Anvar Nazirov, a civil rights activist and political analyst based in Tashkent, explains that the unclear status of Afghan refugees can make them vulnerable within Uzbekistan. And when their visas expire, they become illegal in the country, “which means they can be pressured, blackmailed or become victims of corruption.” Nazirov wants the Uzbek government to allow Afghan refugees in the country to extend their visas until they get refuge in a third country.

‘No refugees’

In the Uzbek media, there are reports that the Interior Ministry has said it will not deport Afghans whose visas are expiring. DW did not receive a reply confirming this from the ministry ahead of this article’s publication.

Overall, the Uzbek government has made its official stance on the new arrivals clear. “There are no refugees here. We never took them on,” Uzbekistan’s Foreign Ministry Spokesman Yusup Kabulzhanov tells DW. “Initially, when there was a stream of people, we held talks with the Taliban. The Taliban asked [the people] to return home.

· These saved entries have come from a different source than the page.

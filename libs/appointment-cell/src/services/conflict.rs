// libs/appointment-cell/src/services/conflict.rs
use chrono::{DateTime, Utc};
use uuid::Uuid;

use crate::models::{Appointment, TimeRange};

/// Half-open interval overlap: `[a_start, a_end)` and `[b_start, b_end)`
/// conflict iff `a_start < b_end && a_end > b_start`. Back-to-back intervals
/// do not conflict.
///
/// Every overlap check in the engine goes through this predicate.
pub fn overlaps<T: PartialOrd>(a_start: T, a_end: T, b_start: T, b_end: T) -> bool {
    a_start < b_end && a_end > b_start
}

/// Active appointments among `existing` that overlap `[start, end)`.
pub fn conflicting_appointments<'a>(
    start: DateTime<Utc>,
    end: DateTime<Utc>,
    existing: &'a [Appointment],
    exclude_appointment_id: Option<Uuid>,
) -> Vec<&'a Appointment> {
    existing
        .iter()
        .filter(|appointment| appointment.is_active())
        .filter(|appointment| Some(appointment.id) != exclude_appointment_id)
        .filter(|appointment| overlaps(start, end, appointment.start_time, appointment.end_time))
        .collect()
}

/// True when `candidate` overlaps any busy interval.
pub fn has_conflict(candidate: &TimeRange, busy: &[TimeRange]) -> bool {
    busy.iter().any(|range| candidate.overlaps(range))
}

#[cfg(test)]
mod tests {
    use super::*;
    use chrono::{Duration, NaiveDate, NaiveDateTime, TimeZone};
    use crate::models::AppointmentStatus;

    fn at(hour: u32, minute: u32) -> NaiveDateTime {
        NaiveDate::from_ymd_opt(2025, 3, 10)
            .unwrap()
            .and_hms_opt(hour, minute, 0)
            .unwrap()
    }

    fn appointment(start_hour: u32, minutes: i64, status: AppointmentStatus) -> Appointment {
        let start = Utc.with_ymd_and_hms(2025, 3, 10, start_hour, 0, 0).unwrap();
        Appointment {
            id: Uuid::new_v4(),
            business_id: Uuid::nil(),
            professional_id: Uuid::nil(),
            service_id: Uuid::nil(),
            client_id: Uuid::nil(),
            start_time: start,
            end_time: start + Duration::minutes(minutes),
            status,
            notes: None,
            created_at: start,
        }
    }

    #[test]
    fn test_back_to_back_does_not_conflict() {
        assert!(!overlaps(at(9, 0), at(9, 30), at(9, 30), at(10, 0)));
        assert!(!overlaps(at(9, 30), at(10, 0), at(9, 0), at(9, 30)));
    }

    #[test]
    fn test_overlap_is_symmetric_and_reflexive() {
        let pairs = [
            ((at(9, 0), at(10, 0)), (at(9, 30), at(10, 30))),
            ((at(9, 0), at(12, 0)), (at(10, 0), at(10, 15))),
            ((at(9, 0), at(9, 15)), (at(14, 0), at(15, 0))),
            ((at(9, 0), at(9, 30)), (at(9, 30), at(10, 0))),
        ];

        for ((a_start, a_end), (b_start, b_end)) in pairs {
            assert_eq!(
                overlaps(a_start, a_end, b_start, b_end),
                overlaps(b_start, b_end, a_start, a_end)
            );
            assert!(overlaps(a_start, a_end, a_start, a_end));
        }
    }

    #[test]
    fn test_containment_conflicts() {
        assert!(overlaps(at(10, 0), at(10, 15), at(9, 0), at(12, 0)));
        assert!(overlaps(at(9, 0), at(12, 0), at(10, 0), at(10, 15)));
    }

    #[test]
    fn test_cancelled_and_excluded_appointments_are_ignored() {
        let active = appointment(10, 30, AppointmentStatus::Scheduled);
        let cancelled = appointment(10, 30, AppointmentStatus::Cancelled);
        let existing = vec![active.clone(), cancelled];

        let start = Utc.with_ymd_and_hms(2025, 3, 10, 10, 15, 0).unwrap();
        let end = start + Duration::minutes(30);

        let found = conflicting_appointments(start, end, &existing, None);
        assert_eq!(found.len(), 1);
        assert_eq!(found[0].id, active.id);

        assert!(conflicting_appointments(start, end, &existing, Some(active.id)).is_empty());
    }

    #[test]
    fn test_has_conflict_against_busy_list() {
        let busy = vec![TimeRange::new(at(10, 0), at(10, 30))];
        assert!(has_conflict(&TimeRange::new(at(9, 45), at(10, 15)), &busy));
        assert!(!has_conflict(&TimeRange::new(at(10, 30), at(11, 0)), &busy));
    }
}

Everyone voluntarily left Uzbekistan,” he says.

Kabulzhanov adds that some of those who initially arrived in Uzbekistan were just using the Taliban takeover as an excuse “to search for a better life and to leave Afghanistan in the hope that Western countries and Europe will take them in.”

Invisible hundreds?

In the city of Termez, which lies just across the river from Afghanistan, many people at the local market echo the government’s rhetoric. “There are no refugees here,” a woman selling household goods says from behind her stand, as her customers nod along. “There are Afghans who have been living here for many years. I know many of them.” Only one customer in a brown cap tells DW that he thinks there are Afghan refugees working on construction sites here in the city.

But everyone here agrees that they trust the government’s handling of realtions with neighboring Afghanistan. “Uzbek soldiers are working day and night at the border to protect us. That is why we can sit here and sell our wares. We aren’t worried,” a nut and dried fruit saleswoman tells DW.

Tightrope geopolitics

When it comes to the new leadership across the border, Uzbekistan seems to be walking a fine line. On the one hand, Muslim-majority Uzbekistan has feared the potential radicalization of its population for years — so the Islamist leadership in Kabul is likely a worry for authorities behind the scenes. Tashkent has not officially recognized the Taliban.

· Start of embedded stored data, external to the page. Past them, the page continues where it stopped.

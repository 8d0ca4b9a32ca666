pub mod handlers;
pub mod models;
pub mod router;
pub mod services;
pub mod state;
pub mod store;

pub use models::*;
pub use router::appointment_routes;
pub use state::AppointmentState;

On the other hand, there have also been several rounds of talks between Uzbek officials and the Taliban. Afghanistan is an important trade partner for Uzbekistan. Truckloads of cargo, including potatoes and beans, pass between the two countries through Termez every day. Uzbekistan also sells electricity to Afghanistan and plans to extend an existing railway line through the neighboring country all the way to Pakistan, giving Uzbekistan access to sea routes for goods.

“Afghanistan represents a strategic interest for Uzbekistan, when it comes to our national security, regional security — and our economic interests,” the Foreign Ministry’s Yusup Kabulzhanov explains. “Our assumption is that this is the reality we are dealing with at the moment,” he says of the Taliban leadership. “There is no other alternative right now.”

Stuck in limbo

Afghan refugees in Uzbekistan have gotten caught in the middle of that geopolitical equation, according to political analyst and rights activist Anvar Nazirov. “These people’s lives are in danger, they are all on Taliban blacklists,” Nazirov says, emphasizing that the Afghans who fled to Uzbekistan are all political refugees — including activists, journalists and artists. “Uzbekistan hasn’t officially said anything about these people. As far as I understand that is because Uzbekistan is scared of angering the Taliban and doesn’t want to get involved in this situation.”

Back in Tashkent, Afghan refugee Marina just hopes the current limbo will end soon for her and her family. Time is ticking on their Uzbek guest visas. She says she doesn’t care where her family goes — she just knows she can’t go back to Afghanistan under the Taliban.

“If I am deported to Afghanistan I will be in danger. They might just kill me and that’s it,” Marina says. “I just want to be able to breathe properly and not just sit and wait for our visa to end. Every morning I wake up and look at the calendar on my phone to see how many days we have left.”